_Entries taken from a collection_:
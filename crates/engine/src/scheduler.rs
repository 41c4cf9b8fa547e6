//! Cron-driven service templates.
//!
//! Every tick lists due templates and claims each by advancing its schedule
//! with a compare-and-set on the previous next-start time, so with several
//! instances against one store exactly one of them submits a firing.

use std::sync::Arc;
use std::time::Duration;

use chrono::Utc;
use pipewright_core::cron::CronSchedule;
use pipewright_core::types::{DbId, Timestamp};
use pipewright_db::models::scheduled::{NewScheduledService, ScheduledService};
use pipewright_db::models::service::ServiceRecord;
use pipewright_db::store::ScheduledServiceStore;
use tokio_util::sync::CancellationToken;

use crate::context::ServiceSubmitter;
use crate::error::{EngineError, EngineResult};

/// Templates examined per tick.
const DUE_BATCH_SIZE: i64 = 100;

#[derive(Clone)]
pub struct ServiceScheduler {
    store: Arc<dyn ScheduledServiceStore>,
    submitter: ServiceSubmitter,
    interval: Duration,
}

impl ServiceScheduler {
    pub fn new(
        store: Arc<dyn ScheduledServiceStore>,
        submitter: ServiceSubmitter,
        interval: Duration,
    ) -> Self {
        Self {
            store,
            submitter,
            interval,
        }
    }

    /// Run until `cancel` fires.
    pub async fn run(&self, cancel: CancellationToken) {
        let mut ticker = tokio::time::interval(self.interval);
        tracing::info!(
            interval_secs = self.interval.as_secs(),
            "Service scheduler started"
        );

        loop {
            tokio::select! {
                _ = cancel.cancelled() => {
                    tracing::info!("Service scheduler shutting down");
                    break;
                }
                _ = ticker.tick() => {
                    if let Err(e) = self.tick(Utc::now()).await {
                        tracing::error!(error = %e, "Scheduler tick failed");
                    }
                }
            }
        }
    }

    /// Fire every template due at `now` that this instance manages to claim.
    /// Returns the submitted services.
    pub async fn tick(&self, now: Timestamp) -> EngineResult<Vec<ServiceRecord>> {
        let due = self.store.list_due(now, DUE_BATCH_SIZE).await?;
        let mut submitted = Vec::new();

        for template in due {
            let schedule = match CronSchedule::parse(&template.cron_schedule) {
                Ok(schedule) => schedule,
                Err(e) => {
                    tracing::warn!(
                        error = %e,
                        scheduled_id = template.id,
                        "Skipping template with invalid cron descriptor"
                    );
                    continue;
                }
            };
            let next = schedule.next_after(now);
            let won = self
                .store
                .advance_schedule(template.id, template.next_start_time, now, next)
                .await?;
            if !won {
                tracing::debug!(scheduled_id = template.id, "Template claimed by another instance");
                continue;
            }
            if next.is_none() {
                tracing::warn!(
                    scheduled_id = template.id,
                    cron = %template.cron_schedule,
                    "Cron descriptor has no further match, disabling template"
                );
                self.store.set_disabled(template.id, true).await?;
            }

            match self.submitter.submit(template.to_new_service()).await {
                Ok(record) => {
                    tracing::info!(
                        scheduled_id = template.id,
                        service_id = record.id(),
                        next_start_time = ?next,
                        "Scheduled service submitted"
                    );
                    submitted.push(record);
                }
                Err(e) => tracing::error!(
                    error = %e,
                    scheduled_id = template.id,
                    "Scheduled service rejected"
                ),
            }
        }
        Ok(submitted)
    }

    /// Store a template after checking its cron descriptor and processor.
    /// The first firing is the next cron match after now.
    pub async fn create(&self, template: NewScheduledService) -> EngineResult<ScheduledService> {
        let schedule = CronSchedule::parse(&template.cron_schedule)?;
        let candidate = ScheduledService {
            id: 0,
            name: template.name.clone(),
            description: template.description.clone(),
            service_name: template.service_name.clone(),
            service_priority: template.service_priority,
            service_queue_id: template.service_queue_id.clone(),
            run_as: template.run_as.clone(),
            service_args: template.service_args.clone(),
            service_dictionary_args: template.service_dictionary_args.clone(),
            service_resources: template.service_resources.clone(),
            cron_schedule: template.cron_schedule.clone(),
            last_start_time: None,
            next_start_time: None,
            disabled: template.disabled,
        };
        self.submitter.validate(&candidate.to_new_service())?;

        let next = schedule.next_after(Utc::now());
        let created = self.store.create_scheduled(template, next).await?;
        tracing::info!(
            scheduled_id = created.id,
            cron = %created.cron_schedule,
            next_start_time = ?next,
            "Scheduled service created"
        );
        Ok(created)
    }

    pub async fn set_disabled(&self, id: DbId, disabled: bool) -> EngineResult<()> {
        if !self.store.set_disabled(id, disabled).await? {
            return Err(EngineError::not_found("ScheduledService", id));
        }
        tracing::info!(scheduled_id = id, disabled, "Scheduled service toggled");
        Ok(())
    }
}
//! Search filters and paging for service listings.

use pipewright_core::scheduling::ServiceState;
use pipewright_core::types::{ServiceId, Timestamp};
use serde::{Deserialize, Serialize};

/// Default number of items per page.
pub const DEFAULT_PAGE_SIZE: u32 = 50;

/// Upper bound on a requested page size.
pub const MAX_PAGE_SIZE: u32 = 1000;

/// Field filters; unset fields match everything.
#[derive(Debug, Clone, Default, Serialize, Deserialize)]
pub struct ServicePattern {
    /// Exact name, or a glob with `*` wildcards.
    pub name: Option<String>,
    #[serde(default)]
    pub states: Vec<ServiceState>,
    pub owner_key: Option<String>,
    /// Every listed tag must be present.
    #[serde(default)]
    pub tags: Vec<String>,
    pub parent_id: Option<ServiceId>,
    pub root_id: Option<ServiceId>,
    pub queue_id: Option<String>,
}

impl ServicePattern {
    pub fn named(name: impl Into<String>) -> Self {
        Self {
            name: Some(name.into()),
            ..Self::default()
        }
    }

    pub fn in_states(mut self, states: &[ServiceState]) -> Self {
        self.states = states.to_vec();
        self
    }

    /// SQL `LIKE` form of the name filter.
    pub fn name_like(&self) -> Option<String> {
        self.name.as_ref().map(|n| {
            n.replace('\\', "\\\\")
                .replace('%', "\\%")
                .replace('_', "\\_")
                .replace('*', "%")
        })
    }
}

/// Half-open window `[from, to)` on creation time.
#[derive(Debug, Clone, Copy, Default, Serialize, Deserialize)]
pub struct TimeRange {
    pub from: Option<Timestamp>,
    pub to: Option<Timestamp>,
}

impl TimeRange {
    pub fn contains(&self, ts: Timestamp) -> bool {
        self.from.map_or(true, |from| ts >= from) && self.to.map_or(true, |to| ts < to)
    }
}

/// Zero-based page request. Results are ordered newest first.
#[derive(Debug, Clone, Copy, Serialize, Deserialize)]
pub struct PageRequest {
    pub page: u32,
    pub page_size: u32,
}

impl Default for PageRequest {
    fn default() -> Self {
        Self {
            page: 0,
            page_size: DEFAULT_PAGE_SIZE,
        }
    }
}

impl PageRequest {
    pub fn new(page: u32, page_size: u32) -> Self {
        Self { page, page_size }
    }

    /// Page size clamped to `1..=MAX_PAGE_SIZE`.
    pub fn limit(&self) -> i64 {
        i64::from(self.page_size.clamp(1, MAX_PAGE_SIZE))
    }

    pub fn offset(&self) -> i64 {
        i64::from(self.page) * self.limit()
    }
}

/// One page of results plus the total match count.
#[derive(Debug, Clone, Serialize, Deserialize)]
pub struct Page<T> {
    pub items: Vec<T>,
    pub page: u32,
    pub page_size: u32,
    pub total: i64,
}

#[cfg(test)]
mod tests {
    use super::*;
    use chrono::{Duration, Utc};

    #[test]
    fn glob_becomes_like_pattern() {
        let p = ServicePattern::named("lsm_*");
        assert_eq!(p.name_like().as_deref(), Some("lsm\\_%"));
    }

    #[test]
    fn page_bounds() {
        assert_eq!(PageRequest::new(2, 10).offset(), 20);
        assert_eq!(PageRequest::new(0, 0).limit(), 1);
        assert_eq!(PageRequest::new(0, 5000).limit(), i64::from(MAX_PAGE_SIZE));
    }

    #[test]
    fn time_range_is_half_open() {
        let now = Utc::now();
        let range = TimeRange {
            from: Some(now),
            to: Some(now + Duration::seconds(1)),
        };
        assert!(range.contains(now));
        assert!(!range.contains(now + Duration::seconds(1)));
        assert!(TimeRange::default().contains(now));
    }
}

_Task objective_:
Search the records for the string "ServiceState" and report each line that has it.

_Answer section_:
use pipewright_core::scheduling::ServiceState;
    pub states: Vec<ServiceState>,
    pub fn in_states(mut self, states: &[ServiceState]) -> Self {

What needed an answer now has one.